(Beginning of Data provided)

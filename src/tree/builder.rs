use indexmap::IndexMap;

use crate::core::{Dataset, Record};
use crate::tree::node::TreeNode;
use crate::tree::split_criteria::{EntropySplitCriterion, SplitCriterion};

/// Recursive top-down tree construction over a validated [`Dataset`].
///
/// The builder picks, at every node, the feature with the highest split gain
/// under its criterion (entropy by default, giving classic ID3), partitions
/// the records by that feature's observed values and recurses with the
/// feature removed from the candidate set. Recursion stops on a pure subset
/// or when no candidate features remain.
///
/// Construction is pure and deterministic: the same dataset always yields a
/// structurally identical tree. Ties on gain go to the feature listed first;
/// ties on majority label go to the label encountered first.
pub struct TreeBuilder {
    criterion: Box<dyn SplitCriterion>,
}

impl TreeBuilder {
    /// An entropy-driven (ID3) builder.
    pub fn new() -> Self {
        Self::with_criterion(Box::new(EntropySplitCriterion))
    }

    pub fn with_criterion(criterion: Box<dyn SplitCriterion>) -> Self {
        Self { criterion }
    }

    /// Builds a fresh tree from the dataset. The result is immutable and
    /// owns every node it contains; a second call builds an entirely new
    /// tree.
    pub fn build(&self, dataset: &Dataset) -> TreeNode {
        let records: Vec<&Record> = dataset.records().iter().collect();
        let features: Vec<&str> = dataset.features().iter().map(String::as_str).collect();
        self.build_node(&records, &features, dataset.target())
    }

    fn build_node(&self, records: &[&Record], features: &[&str], target: &str) -> TreeNode {
        let labels = target_labels(records, target);

        if let Some(label) = single_label(&labels) {
            return TreeNode::Leaf {
                prediction: label.to_string(),
                count: records.len(),
                total: records.len(),
            };
        }

        let (majority, majority_count) = majority_label(&labels);

        if features.is_empty() {
            return TreeNode::Leaf {
                prediction: majority.to_string(),
                count: majority_count,
                total: records.len(),
            };
        }

        let best = self.best_feature(records, features, target);

        let remaining: Vec<&str> = features.iter().copied().filter(|f| *f != best).collect();

        let mut subtrees = IndexMap::new();
        for (value, subset) in partition(records, best) {
            let child = self.build_node(&subset, &remaining, target);
            subtrees.insert(value.to_string(), child);
        }

        TreeNode::Decision {
            attribute: best.to_string(),
            subtrees,
            data_count: records.len(),
            prediction: majority.to_string(),
        }
    }

    /// Highest split gain wins; on a tie the feature earliest in `features`
    /// is kept, making the choice deterministic.
    fn best_feature<'f>(&self, records: &[&Record], features: &[&'f str], target: &str) -> &'f str {
        let mut best = features[0];
        let mut best_gain = self.criterion.split_gain(records, best, target);
        for &feature in &features[1..] {
            let gain = self.criterion.split_gain(records, feature, target);
            if gain > best_gain {
                best = feature;
                best_gain = gain;
            }
        }
        best
    }
}

impl Default for TreeBuilder {
    fn default() -> Self {
        Self::new()
    }
}

fn target_labels<'a>(records: &[&'a Record], target: &str) -> Vec<&'a str> {
    let labels: Vec<&str> = records.iter().filter_map(|r| r.value(target)).collect();
    debug_assert_eq!(labels.len(), records.len(), "record missing target value");
    labels
}

fn single_label<'a>(labels: &[&'a str]) -> Option<&'a str> {
    let first = *labels.first()?;
    labels.iter().all(|&l| l == first).then_some(first)
}

/// Most frequent label and its frequency. Counting preserves first-seen
/// order, so a tie resolves to the label that appears earliest.
fn majority_label<'a>(labels: &[&'a str]) -> (&'a str, usize) {
    let mut counts: IndexMap<&str, usize> = IndexMap::new();
    for &label in labels {
        *counts.entry(label).or_insert(0) += 1;
    }

    let mut majority = labels[0];
    let mut majority_count = 0;
    for (label, count) in counts {
        if count > majority_count {
            majority = label;
            majority_count = count;
        }
    }
    (majority, majority_count)
}

/// Groups records by their value of `attribute`, keeping both the groups and
/// the records inside each group in encounter order.
fn partition<'a>(records: &[&'a Record], attribute: &str) -> IndexMap<&'a str, Vec<&'a Record>> {
    let mut groups: IndexMap<&str, Vec<&Record>> = IndexMap::new();
    for &record in records {
        if let Some(value) = record.value(attribute) {
            groups.entry(value).or_default().push(record);
        }
    }
    groups
}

(End of Data provided)

### Exercise description
Only the lines above from the one with "the groups and" through the one with "let mut groups: IndexMap<&str, Vec<&Record>>" should be duplicated, character for character.

### Solution for this exercise
/// Groups records by their value of `attribute`, keeping both the groups and
/// the records inside each group in encounter order.
fn partition<'a>(records: &[&'a Record], attribute: &str) -> IndexMap<&'a str, Vec<&'a Record>> {
    let mut groups: IndexMap<&str, Vec<&Record>> = IndexMap::new();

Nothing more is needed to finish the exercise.